(LISTED ENTRIES Opens)
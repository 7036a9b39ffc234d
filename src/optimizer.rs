//! Stochastic topology search.
//!
//! Each [`Optimizer::tick`] proposes a point layout, triangulates it, solves the
//! resulting truss and keeps the layout only if it rates strictly better than the
//! best one so far. The last [`ANCHOR_COUNT`] points of every layout are the
//! upper support, the lower support and the load point, in that order, and are
//! never moved.

use rand::rngs::StdRng;
use rand::{Rng, SeedableRng};
use serde::Serialize;
use tracing::{info, trace};

use crate::config::OptimizerConfig;
use crate::errors::AnalysisError;
use crate::geometry::{vector, Vector2};
use crate::problem::{Edge, Load, Reaction, TrussProblem};
use crate::solution::analyze;
use crate::triangulation::{mesh_edges, Delaunay, Triangulate};

/// Number of fixed points at the end of every layout.
pub const ANCHOR_COUNT: usize = 3;

/// A rated point layout.
#[derive(Clone, Debug, PartialEq, Serialize)]
pub struct Candidate {
    /// Interior points followed by the three anchors.
    pub points: Vec<Vector2>,
    /// Triangulated members.
    pub edges: Vec<Edge>,
    /// Fitness; `+∞` when unsolvable.
    pub rating: f64,
}

impl Candidate {
    /// The empty candidate every search starts from.
    #[must_use]
    pub fn unrated() -> Self {
        Self {
            points: Vec::new(),
            edges: Vec::new(),
            rating: f64::INFINITY,
        }
    }

    /// Whether this candidate has a finite rating.
    #[must_use]
    pub fn is_rated(&self) -> bool {
        self.rating.is_finite()
    }
}

/// Search progress carried from one tick to the next.
#[derive(Clone, Debug, PartialEq, Serialize)]
pub struct OptimizerState {
    /// Best candidate accepted so far.
    pub best: Candidate,
    /// Ticks run since the last reset.
    pub ticks: u64,
    /// Ticks that replaced `best`.
    pub accepted: u64,
}

impl Default for OptimizerState {
    fn default() -> Self {
        Self {
            best: Candidate::unrated(),
            ticks: 0,
            accepted: 0,
        }
    }
}

impl OptimizerState {
    /// Forget the best candidate so the next tick starts from a fresh layout.
    pub fn reset(&mut self) {
        *self = Self::default();
    }
}

/// Result of a single tick.
#[derive(Clone, Copy, Debug, PartialEq)]
pub enum TickOutcome {
    /// The candidate replaced the best one.
    Accepted {
        /// Rating of the new best candidate.
        rating: f64,
    },
    /// The candidate was discarded.
    Rejected {
        /// Rating of the discarded candidate.
        rating: f64,
    },
}

impl TickOutcome {
    /// Whether the tick improved the best candidate.
    #[must_use]
    pub fn is_accepted(&self) -> bool {
        matches!(self, TickOutcome::Accepted { .. })
    }
}

/// Random search over triangulated point layouts.
///
/// The configuration is expected to pass [`OptimizerConfig::validate`]; an empty
/// sampling region or a probability outside `[0, 1]` panics when sampled.
///
/// # Examples
/// ```
/// use trussopt::{Optimizer, OptimizerConfig, OptimizerState};
///
/// let config = OptimizerConfig {
///     seed: Some(3),
///     ..OptimizerConfig::default()
/// };
/// let mut optimizer = Optimizer::new(config);
/// let mut state = OptimizerState::default();
/// optimizer.run(&mut state, 50)?;
/// assert_eq!(state.ticks, 50);
/// assert!(state.best.rating >= 0.0);
/// # Ok::<(), trussopt::AnalysisError>(())
/// ```
#[derive(Debug)]
pub struct Optimizer<T = Delaunay> {
    /// Search parameters.
    config: OptimizerConfig,
    /// Source of candidate adjacency.
    triangulator: T,
    /// Random number generator for proposals.
    rng: StdRng,
}

impl Optimizer<Delaunay> {
    /// Create an optimizer using Delaunay triangulation.
    #[must_use]
    pub fn new(config: OptimizerConfig) -> Self {
        Self::with_triangulator(config, Delaunay)
    }
}

impl<T: Triangulate> Optimizer<T> {
    /// Create an optimizer with a custom triangulator.
    #[must_use]
    pub fn with_triangulator(config: OptimizerConfig, triangulator: T) -> Self {
        let rng = match config.seed {
            Some(seed) => StdRng::seed_from_u64(seed),
            None => StdRng::from_entropy(),
        };
        Self {
            config,
            triangulator,
            rng,
        }
    }

    /// The active configuration.
    #[must_use]
    pub fn config(&self) -> &OptimizerConfig {
        &self.config
    }

    /// Run one propose, rate, accept-or-reject step against `state`.
    ///
    /// # Errors
    ///
    /// Returns [`AnalysisError`] when the triangulator produces edges that refer to
    /// points outside the layout. `state` is left untouched in that case.
    pub fn tick(&mut self, state: &mut OptimizerState) -> Result<TickOutcome, AnalysisError> {
        let points = self.propose(&state.best);
        let candidate = self.rate(points)?;
        state.ticks += 1;

        let rating = candidate.rating;
        if rating < state.best.rating {
            info!(
                tick = state.ticks,
                rating,
                points = candidate.points.len(),
                edges = candidate.edges.len(),
                "accepted better truss"
            );
            state.best = candidate;
            state.accepted += 1;
            Ok(TickOutcome::Accepted { rating })
        } else {
            trace!(tick = state.ticks, rating, "rejected candidate");
            Ok(TickOutcome::Rejected { rating })
        }
    }

    /// Run `ticks` consecutive ticks and return how many were accepted.
    ///
    /// # Errors
    ///
    /// Stops at the first tick that fails; see [`Optimizer::tick`].
    pub fn run(&mut self, state: &mut OptimizerState, ticks: u64) -> Result<u64, AnalysisError> {
        let mut accepted = 0;
        for _ in 0..ticks {
            if self.tick(state)?.is_accepted() {
                accepted += 1;
            }
        }
        Ok(accepted)
    }

    /// Next layout to try: a fresh one until something has been accepted, then a
    /// mutation of `best`.
    pub fn propose(&mut self, best: &Candidate) -> Vec<Vector2> {
        if best.is_rated() && best.points.len() >= ANCHOR_COUNT {
            self.mutate(&best.points)
        } else {
            self.generate()
        }
    }

    /// Fresh random interior points followed by the anchors.
    pub fn generate(&mut self) -> Vec<Vector2> {
        let mut points: Vec<Vector2> = (0..self.config.interior_points)
            .map(|_| self.random_interior_point())
            .collect();
        points.extend(self.anchors());
        points
    }

    /// Jitter, and occasionally delete or insert, the interior points of `points`.
    ///
    /// The trailing anchors are copied unchanged.
    pub fn mutate(&mut self, points: &[Vector2]) -> Vec<Vector2> {
        let split = points.len().saturating_sub(ANCHOR_COUNT);
        let half = self.config.jitter / 2.0;
        let mut mutated: Vec<Vector2> = points[..split]
            .iter()
            .map(|&point| point + vector(self.jitter(half), self.jitter(half)))
            .collect();

        if !mutated.is_empty() && self.rng.gen_bool(self.config.delete_probability) {
            let index = self.rng.gen_range(0..mutated.len());
            mutated.remove(index);
        }

        let total = mutated.len() + ANCHOR_COUNT;
        if total < self.config.max_points && self.rng.gen_bool(self.config.insert_probability) {
            let count = self.config.insert_count.min(self.config.max_points - total);
            let inserted: Vec<Vector2> = (0..count).map(|_| self.random_interior_point()).collect();
            mutated.splice(0..0, inserted);
        }

        mutated.extend_from_slice(&points[split..]);
        mutated
    }

    /// Triangulate, solve and score a layout.
    ///
    /// A layout too short to hold the anchors rates `+∞`.
    ///
    /// # Errors
    ///
    /// Returns [`AnalysisError::InvalidReference`] when the triangulator names a point
    /// that is not part of `points`.
    pub fn rate(&self, points: Vec<Vector2>) -> Result<Candidate, AnalysisError> {
        if points.len() < ANCHOR_COUNT {
            return Ok(Candidate {
                points,
                ..Candidate::unrated()
            });
        }
        let edges = mesh_edges(&self.triangulator.triangulate(&points));
        let problem = build_problem(&points, &edges, self.config.load);
        let analysis = analyze(&problem)?;
        let rating = self
            .config
            .fitness
            .evaluate(&points, &edges, analysis.tensions());
        Ok(Candidate {
            points,
            edges,
            rating,
        })
    }

    /// The three anchors in their fixed order.
    fn anchors(&self) -> [Vector2; ANCHOR_COUNT] {
        [
            self.config.upper_support,
            self.config.lower_support,
            self.config.load_point,
        ]
    }

    /// Uniform point inside the sampling region.
    fn random_interior_point(&mut self) -> Vector2 {
        let region = self.config.region;
        vector(
            self.rng.gen_range(region.min.x..region.max.x),
            self.rng.gen_range(region.min.y..region.max.y),
        )
    }

    /// Uniform offset in `[-half, half]`.
    fn jitter(&mut self, half: f64) -> f64 {
        if half > 0.0 {
            self.rng.gen_range(-half..=half)
        } else {
            0.0
        }
    }
}

/// Truss problem for a layout whose last three points are the anchors.
///
/// The upper support is pinned, the lower support rolls vertically and `load` acts
/// on the load point.
///
/// # Panics
///
/// Panics when `points` holds fewer than [`ANCHOR_COUNT`] entries.
///
/// # Examples
/// ```
/// use trussopt::{build_problem, vector};
///
/// let points = [vector(0.0, 0.0), vector(0.0, 2.0), vector(2.0, 1.0)];
/// let problem = build_problem(&points, &[(0, 1), (1, 2), (2, 0)], vector(0.0, -5.0));
/// assert_eq!(problem.reactions.len(), 3);
/// assert_eq!(problem.loads[0].vertex, 2);
/// ```
#[must_use]
pub fn build_problem(points: &[Vector2], edges: &[Edge], load: Vector2) -> TrussProblem {
    assert!(
        points.len() >= ANCHOR_COUNT,
        "layout of {} points cannot hold the {ANCHOR_COUNT} anchors",
        points.len()
    );
    let n = points.len();
    let (upper, lower, load_point) = (n - 3, n - 2, n - 1);
    TrussProblem {
        vertices: points.to_vec(),
        edges: edges.to_vec(),
        reactions: vec![
            Reaction::new(upper, Vector2::UNIT_X),
            Reaction::new(upper, Vector2::UNIT_Y),
            Reaction::new(lower, Vector2::UNIT_X),
        ],
        loads: vec![Load::new(load_point, load)],
    }
}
(LISTED ENTRIES Closes)
TASK TO COMPLETE
Your answer should be each line from the entries that includes the string "trussopt".

SOLUTION
/// use trussopt::{Optimizer, OptimizerConfig, OptimizerState};
/// # Ok::<(), trussopt::AnalysisError>(())
/// use trussopt::{build_problem, vector};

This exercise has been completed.